Wielkanoc bez alkoholu

Gdy spytasz znajomych jak zamierzają spędzać Święta Wielkiej Nocy odpowiadają – rodzinnie. A co to znaczy rodzinnie? Można snuć różne fajne plany a rzeczywistość i tak je zweryfikuje.

Gdy spytasz znajomych jak zamierzają spędzać Święta Wielkiej Nocy odpowiadają – rodzinnie. A co to znaczy rodzinnie? Można snuć różne fajne plany a rzeczywistość i tak je zweryfikuje.
fot. ilustracyjne/sxc.hu
Mam taką nadzieję, że wielu domach cała rodzina uczestniczy w przygotowaniach do tych świąt. Każdy z jej członków ma swoje przydzielone zadania do wykonania. Jest wtedy czas na pracę, czas na odpoczynek i czas na sen. Niestety jeszcze jest wiele takich rodzin, które nie mają takiej mobilności.

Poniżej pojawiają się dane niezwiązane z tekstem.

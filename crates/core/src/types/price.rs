//! Menu price using decimal arithmetic.
//!
//! Prices are in Brazilian reais. They travel as plain JSON numbers
//! (`20.0`) because that is what the extraction model returns and what the
//! persisted menu blob has always contained.

use rust_decimal::{Decimal, RoundingStrategy};
use serde::{Deserialize, Serialize};

/// A price in reais.
#[derive(Debug, Clone, Copy, PartialEq, Eq, PartialOrd, Ord, Hash, Serialize, Deserialize, Default)]
#[serde(transparent)]
pub struct Price(#[serde(with = "rust_decimal::serde::float")] Decimal);

impl Price {
    /// Create a new price.
    #[must_use]
    pub const fn new(amount: Decimal) -> Self {
        Self(amount)
    }

    /// Create a price from centavos.
    #[must_use]
    pub fn from_cents(cents: i64) -> Self {
        Self(Decimal::new(cents, 2))
    }

    /// The underlying amount.
    #[must_use]
    pub const fn amount(&self) -> Decimal {
        self.0
    }

    /// Format for display the way Brazilian menus print it: `R$ 1.234,50`.
    #[must_use]
    pub fn display(&self) -> String {
        let rounded = self
            .0
            .round_dp_with_strategy(2, RoundingStrategy::MidpointAwayFromZero);
        let text = format!("{:.2}", rounded.abs());
        let (whole, cents) = text.split_once('.').unwrap_or((text.as_str(), "00"));

        let mut grouped = String::with_capacity(whole.len() + whole.len() / 3);
        for (i, ch) in whole.chars().enumerate() {
            if i > 0 && (whole.len() - i) % 3 == 0 {
                grouped.push('.');
            }
            grouped.push(ch);
        }

        let sign = if rounded.is_sign_negative() && !rounded.is_zero() {
            "-"
        } else {
            ""
        };
        format!("{sign}R$ {grouped},{cents}")
    }
}

impl From<Decimal> for Price {
    fn from(amount: Decimal) -> Self {
        Self(amount)
    }
}

impl std::fmt::Display for Price {
    fn fmt(&self, f: &mut std::fmt::Formatter<'_>) -> std::fmt::Result {
        f.write_str(&self.display())
    }
}

#[cfg(test)]
mod tests {
    use super::*;

    #[test]
    fn test_display_brl() {
        assert_eq!(Price::from_cents(2000).display(), "R$ 20,00");
        assert_eq!(Price::from_cents(123_450).display(), "R$ 1.234,50");
        assert_eq!(Price::from_cents(100_000_000).display(), "R$ 1.000.000,00");
        assert_eq!(Price::from_cents(5).display(), "R$ 0,05");
    }

    #[test]
    fn test_display_rounds_half_up() {
        let price = Price::new(Decimal::new(19_995, 3));
        assert_eq!(price.display(), "R$ 20,00");
    }

    #[test]
    fn test_price_is_a_json_number() {
        let price = Price::from_cents(2250);
        let json = serde_json::to_string(&price).expect("serialize");
        assert_eq!(json, "22.5");

        let back: Price = serde_json::from_str("20").expect("deserialize");
        assert_eq!(back, Price::from_cents(2000));
    }
}
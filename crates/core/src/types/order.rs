//! Orders and the read-side views built from order snapshots.

use chrono::{DateTime, Utc};
use serde::{Deserialize, Serialize};

use super::{OrderId, OrderStatus};

/// A submitted order.
///
/// Items keep submission order and may repeat. Orders are only ever
/// mutated through status updates.
#[derive(Debug, Clone, PartialEq, Eq, Serialize, Deserialize)]
#[serde(rename_all = "camelCase")]
pub struct Order {
    pub id: OrderId,
    pub customer_name: String,
    #[serde(default, skip_serializing_if = "Option::is_none")]
    pub table_name: Option<String>,
    #[serde(default, skip_serializing_if = "Option::is_none")]
    pub observation: Option<String>,
    pub items: Vec<String>,
    pub timestamp: DateTime<Utc>,
    #[serde(default)]
    pub status: OrderStatus,
}

/// An order that has not been stored yet (no id).
#[derive(Debug, Clone, PartialEq, Eq, Serialize, Deserialize)]
#[serde(rename_all = "camelCase")]
pub struct NewOrder {
    pub customer_name: String,
    #[serde(default, skip_serializing_if = "Option::is_none")]
    pub table_name: Option<String>,
    #[serde(default, skip_serializing_if = "Option::is_none")]
    pub observation: Option<String>,
    pub items: Vec<String>,
    pub timestamp: DateTime<Utc>,
    #[serde(default)]
    pub status: OrderStatus,
}

impl NewOrder {
    /// A pending order stamped with the current time.
    #[must_use]
    pub fn new(customer_name: impl Into<String>, items: Vec<String>) -> Self {
        Self {
            customer_name: customer_name.into(),
            table_name: None,
            observation: None,
            items,
            timestamp: Utc::now(),
            status: OrderStatus::Pending,
        }
    }

    /// Set the table label. Blank labels are dropped.
    #[must_use]
    pub fn with_table(mut self, table: impl Into<String>) -> Self {
        self.table_name = non_blank(table.into());
        self
    }

    /// Set the free-text note. Blank notes are dropped.
    #[must_use]
    pub fn with_observation(mut self, note: impl Into<String>) -> Self {
        self.observation = non_blank(note.into());
        self
    }

    /// Attach the id assigned by the store.
    #[must_use]
    pub fn into_order(self, id: OrderId) -> Order {
        Order {
            id,
            customer_name: self.customer_name,
            table_name: self.table_name,
            observation: self.observation,
            items: self.items,
            timestamp: self.timestamp,
            status: self.status,
        }
    }
}

fn non_blank(value: String) -> Option<String> {
    let trimmed = value.trim();
    (!trimmed.is_empty()).then(|| trimmed.to_owned())
}

/// Filter used by the admin order table.
#[derive(Debug, Clone, Default, PartialEq, Eq, Serialize, Deserialize)]
pub struct OrderQuery {
    /// Matches customer name or id (case-insensitive) or table (substring).
    #[serde(default)]
    pub q: Option<String>,
    #[serde(default)]
    pub status: Option<OrderStatus>,
}

impl OrderQuery {
    /// Whether a single order passes the filter.
    #[must_use]
    pub fn matches(&self, order: &Order) -> bool {
        if self.status.is_some_and(|s| s != order.status) {
            return false;
        }

        let Some(text) = self.q.as_deref().filter(|t| !t.is_empty()) else {
            return true;
        };
        let needle = text.to_lowercase();

        order.customer_name.to_lowercase().contains(&needle)
            || order.table_name.as_deref().is_some_and(|t| t.contains(text))
            || order.id.as_str().to_lowercase().contains(&needle)
    }

    /// Filter a snapshot and sort it newest first.
    #[must_use]
    pub fn apply(&self, orders: &[Order]) -> Vec<Order> {
        let mut matched: Vec<Order> = orders.iter().filter(|o| self.matches(o)).cloned().collect();
        matched.sort_by(|a, b| b.timestamp.cmp(&a.timestamp));
        matched
    }

    /// Totals over the orders that pass the filter.
    #[must_use]
    pub fn summary(&self, orders: &[Order]) -> OrderSummary {
        orders
            .iter()
            .filter(|o| self.matches(o))
            .fold(OrderSummary::default(), |mut summary, order| {
                summary.total_orders += 1;
                if order.status == OrderStatus::Completed {
                    summary.completed_count += 1;
                }
                summary
            })
    }
}

/// Admin table totals.
#[derive(Debug, Clone, Copy, Default, PartialEq, Eq, Serialize)]
#[serde(rename_all = "camelCase")]
pub struct OrderSummary {
    pub total_orders: usize,
    pub completed_count: usize,
}

/// Completed orders shown on the kitchen board.
pub const RECENT_COMPLETED_LIMIT: usize = 10;

/// Orders grouped the way the kitchen screen shows them.
#[derive(Debug, Clone, Default, PartialEq, Eq, Serialize)]
#[serde(rename_all = "camelCase")]
pub struct KitchenBoard {
    /// Oldest first.
    pub pending: Vec<Order>,
    /// Oldest first.
    pub preparing: Vec<Order>,
    /// Newest first, at most [`RECENT_COMPLETED_LIMIT`].
    pub completed: Vec<Order>,
    pub active_count: usize,
}

impl KitchenBoard {
    #[must_use]
    pub fn from_orders(orders: &[Order]) -> Self {
        let mut board = Self::default();
        for order in orders {
            match order.status {
                OrderStatus::Pending => board.pending.push(order.clone()),
                OrderStatus::Preparing => board.preparing.push(order.clone()),
                OrderStatus::Completed => board.completed.push(order.clone()),
            }
        }
        board.pending.sort_by_key(|o| o.timestamp);
        board.preparing.sort_by_key(|o| o.timestamp);
        board.completed.sort_by(|a, b| b.timestamp.cmp(&a.timestamp));
        board.completed.truncate(RECENT_COMPLETED_LIMIT);
        board.active_count = board.pending.len() + board.preparing.len();
        board
    }
}
//! Error types for the Gemini API client.

use thiserror::Error;

/// Errors that can occur when extracting a menu.
#[derive(Debug, Error)]
pub enum GeminiError {
    /// HTTP request failed.
    #[error("HTTP error: {0}")]
    Http(#[from] reqwest::Error),

    /// Gemini returned an error.
    #[error("API error ({status}): {message}")]
    Api {
        /// Canonical status name from the API.
        status: String,
        /// Error message.
        message: String,
    },

    /// Rate limited by the API.
    #[error("rate limited, retry after {0} seconds")]
    RateLimited(u64),

    /// Authentication failed.
    #[error("unauthorized: {0}")]
    Unauthorized(String),

    /// The model returned no text to parse.
    #[error("no text returned by the model")]
    EmptyResponse,

    /// Failed to parse response.
    #[error("parse error: {0}")]
    Parse(String),
}

/// Error envelope returned by Google APIs.
#[derive(Debug, serde::Deserialize)]
pub struct ApiErrorResponse {
    pub error: ApiError,
}

/// Nested error details.
#[derive(Debug, serde::Deserialize)]
pub struct ApiError {
    #[serde(default)]
    pub code: u16,
    #[serde(default)]
    pub message: String,
    #[serde(default)]
    pub status: String,
}
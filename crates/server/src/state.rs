//! Application state shared across handlers.

use std::sync::Arc;

use crate::auth::AuthService;
use crate::backend::{self, Backend, BackendStatus};
use crate::config::ServerConfig;
use crate::directory::UserDirectory;
use crate::gemini::GeminiClient;
use crate::menu::MenuStore;
use crate::storage::{FileStore, SharedStore};
use crate::sync::OrderSync;

/// Application state shared across all handlers.
///
/// Cheaply cloneable via `Arc`.
#[derive(Clone)]
pub struct AppState {
    inner: Arc<AppStateInner>,
}

struct AppStateInner {
    config: ServerConfig,
    store: SharedStore,
    backend: Backend,
    menu: MenuStore,
    gemini: Option<GeminiClient>,
}

impl AppState {
    /// Assemble state from already-built parts.
    #[must_use]
    pub fn new(
        config: ServerConfig,
        store: SharedStore,
        backend: Backend,
        gemini: Option<GeminiClient>,
    ) -> Self {
        let menu = MenuStore::new(store.clone());
        Self {
            inner: Arc::new(AppStateInner {
                config,
                store,
                backend,
                menu,
                gemini,
            }),
        }
    }

    /// Open the data directory, select the backend and build the clients.
    ///
    /// Problems with optional integrations are logged and the integration
    /// is left out.
    pub async fn from_config(config: ServerConfig) -> Self {
        let store: SharedStore = Arc::new(FileStore::new(config.data_dir.clone()));
        let backend = backend::select(&config, store.clone()).await;

        let gemini = config
            .gemini
            .as_ref()
            .and_then(|gemini| match GeminiClient::new(gemini) {
                Ok(client) => Some(client),
                Err(e) => {
                    tracing::warn!(error = %e, "Menu extraction disabled");
                    None
                }
            });

        Self::new(config, store, backend, gemini)
    }

    /// Local-only state over `store`, without extraction.
    #[must_use]
    pub fn local(store: SharedStore) -> Self {
        let backend = Backend::local(store.clone(), false);
        Self::new(ServerConfig::local("."), store, backend, None)
    }

    #[must_use]
    pub fn config(&self) -> &ServerConfig {
        &self.inner.config
    }

    /// The local key-value store.
    #[must_use]
    pub fn store(&self) -> &SharedStore {
        &self.inner.store
    }

    #[must_use]
    pub fn orders(&self) -> &OrderSync {
        &self.inner.backend.orders
    }

    #[must_use]
    pub fn users(&self) -> &UserDirectory {
        &self.inner.backend.users
    }

    /// Auth service; `None` in local mode.
    #[must_use]
    pub fn auth(&self) -> Option<&AuthService> {
        self.inner.backend.auth.as_ref()
    }

    #[must_use]
    pub fn backend_status(&self) -> &BackendStatus {
        &self.inner.backend.status
    }

    #[must_use]
    pub fn menu(&self) -> &MenuStore {
        &self.inner.menu
    }

    /// Extraction client; `None` when no API key is configured.
    #[must_use]
    pub fn gemini(&self) -> Option<&GeminiClient> {
        self.inner.gemini.as_ref()
    }
}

Cały ciężar pracy i wysiłku spada na kobietę. Tak jest w przypadku rodzin z problemem alkoholowym i ze zjawiskiem przemocy domowej. U Basi jest tak, że to ona robi zakupy, ba musi tłumaczyć się swojemu Grzesiowi z każdej wydanej złotówki (np. dlaczego w kilogramie jabłek jest 6 sztuk owoców a powinno według Grzesia być siedem).

Sprzątanie też należy wyłącznie do jej obowiązków. Ile już razy miała ochotę narzucić  na kanapę i leżącego na niej pijanego męża folię, żeby do świąt nie musiała już tego miejsca odkurzać.

Jest jej przykro i łzy płyną gdy widzi przez okno jak inni faceci przy trzepaku trzepią dywany lub noszą ciężkie siatki z zakupami wyręczając w tym swoje żony. Gdy Basia mówi o tym mężowi on przybierając minę kamienia granitowego krzyczy na nią, że jest do niczego i wychodzi z domu, aby się napić. Przecież ma powód – każdy napiłby się gdyby miał taką żonę!

A więc Basia jak zwinna sarenka przygotowuje wspaniałe święta. Jest śnieżnobiały obrusik, kolorowe jajeczka, móżdżek w galarecie. Ma też nadzieję, że tym razem uda się spędzić  święta inaczej, świątecznie. Może wyjdą z razem z dziećmi na spacer. Dzieci byłyby szczęśliwe.

Basia więc uśmiecha się do swojego Grzesia najczulej jak potrafi choć zmęczenie nie daje o sobie zapomnieć. Ale to nic, wytrzymam – jestem silna – mówi do siebie.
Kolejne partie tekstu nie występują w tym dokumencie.